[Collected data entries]
-*-*-
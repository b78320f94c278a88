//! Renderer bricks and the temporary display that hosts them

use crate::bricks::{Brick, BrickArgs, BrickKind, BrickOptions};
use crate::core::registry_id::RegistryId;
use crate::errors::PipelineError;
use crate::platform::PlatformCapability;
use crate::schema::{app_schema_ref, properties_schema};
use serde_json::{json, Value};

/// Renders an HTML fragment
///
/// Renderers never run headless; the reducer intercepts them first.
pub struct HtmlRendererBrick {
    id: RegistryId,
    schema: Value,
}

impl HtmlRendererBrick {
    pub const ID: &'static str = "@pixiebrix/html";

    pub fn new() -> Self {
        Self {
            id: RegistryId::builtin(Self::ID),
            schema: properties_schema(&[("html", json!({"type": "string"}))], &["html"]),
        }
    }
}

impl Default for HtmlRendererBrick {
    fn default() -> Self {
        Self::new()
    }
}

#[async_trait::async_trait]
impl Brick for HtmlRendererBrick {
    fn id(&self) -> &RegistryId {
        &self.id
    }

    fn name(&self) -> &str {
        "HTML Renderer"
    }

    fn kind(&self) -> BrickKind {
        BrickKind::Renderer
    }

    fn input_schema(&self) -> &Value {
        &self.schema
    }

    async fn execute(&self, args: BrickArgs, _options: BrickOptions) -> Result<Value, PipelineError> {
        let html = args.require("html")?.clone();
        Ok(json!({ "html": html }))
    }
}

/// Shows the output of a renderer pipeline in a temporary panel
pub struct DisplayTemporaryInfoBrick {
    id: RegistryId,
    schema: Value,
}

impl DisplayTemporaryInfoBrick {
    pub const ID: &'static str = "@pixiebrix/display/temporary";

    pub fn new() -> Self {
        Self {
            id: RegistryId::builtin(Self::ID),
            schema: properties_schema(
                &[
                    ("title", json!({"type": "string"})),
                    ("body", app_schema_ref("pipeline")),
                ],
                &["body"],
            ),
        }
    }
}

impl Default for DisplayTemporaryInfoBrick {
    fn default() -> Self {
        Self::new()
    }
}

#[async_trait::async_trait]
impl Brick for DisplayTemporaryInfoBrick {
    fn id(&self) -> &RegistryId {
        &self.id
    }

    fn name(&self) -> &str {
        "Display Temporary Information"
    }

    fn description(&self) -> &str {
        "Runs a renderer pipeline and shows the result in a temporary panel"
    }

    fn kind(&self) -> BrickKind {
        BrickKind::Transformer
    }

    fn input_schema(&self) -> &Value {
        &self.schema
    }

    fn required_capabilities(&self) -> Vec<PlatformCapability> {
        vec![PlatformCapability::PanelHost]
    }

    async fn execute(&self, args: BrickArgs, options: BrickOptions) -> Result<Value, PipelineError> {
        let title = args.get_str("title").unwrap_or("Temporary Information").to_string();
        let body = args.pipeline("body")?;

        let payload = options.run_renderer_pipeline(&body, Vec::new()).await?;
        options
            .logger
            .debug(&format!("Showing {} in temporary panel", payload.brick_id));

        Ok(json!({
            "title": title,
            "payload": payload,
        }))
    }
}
-*-*-
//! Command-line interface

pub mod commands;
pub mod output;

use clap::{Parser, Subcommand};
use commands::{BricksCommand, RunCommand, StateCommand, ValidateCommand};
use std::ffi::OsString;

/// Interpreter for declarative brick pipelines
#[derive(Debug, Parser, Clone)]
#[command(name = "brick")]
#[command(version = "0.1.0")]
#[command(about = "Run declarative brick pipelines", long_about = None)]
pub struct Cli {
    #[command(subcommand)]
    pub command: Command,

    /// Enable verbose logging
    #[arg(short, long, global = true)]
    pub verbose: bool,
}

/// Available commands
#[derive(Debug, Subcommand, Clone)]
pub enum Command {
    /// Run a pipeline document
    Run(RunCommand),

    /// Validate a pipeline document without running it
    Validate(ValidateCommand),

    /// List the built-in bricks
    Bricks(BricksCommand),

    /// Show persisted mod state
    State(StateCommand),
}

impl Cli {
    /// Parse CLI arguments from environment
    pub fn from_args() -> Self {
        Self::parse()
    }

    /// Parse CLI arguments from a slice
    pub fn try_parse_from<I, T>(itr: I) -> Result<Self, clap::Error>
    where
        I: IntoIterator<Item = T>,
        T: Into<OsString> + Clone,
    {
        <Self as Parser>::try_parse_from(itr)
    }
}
-*-*-
What you have to do: Looking at the entries above, work out how many lines contain "DisplayTemporaryInfoBrick", then reply with that number and no other words.

Answer for this exercise: 4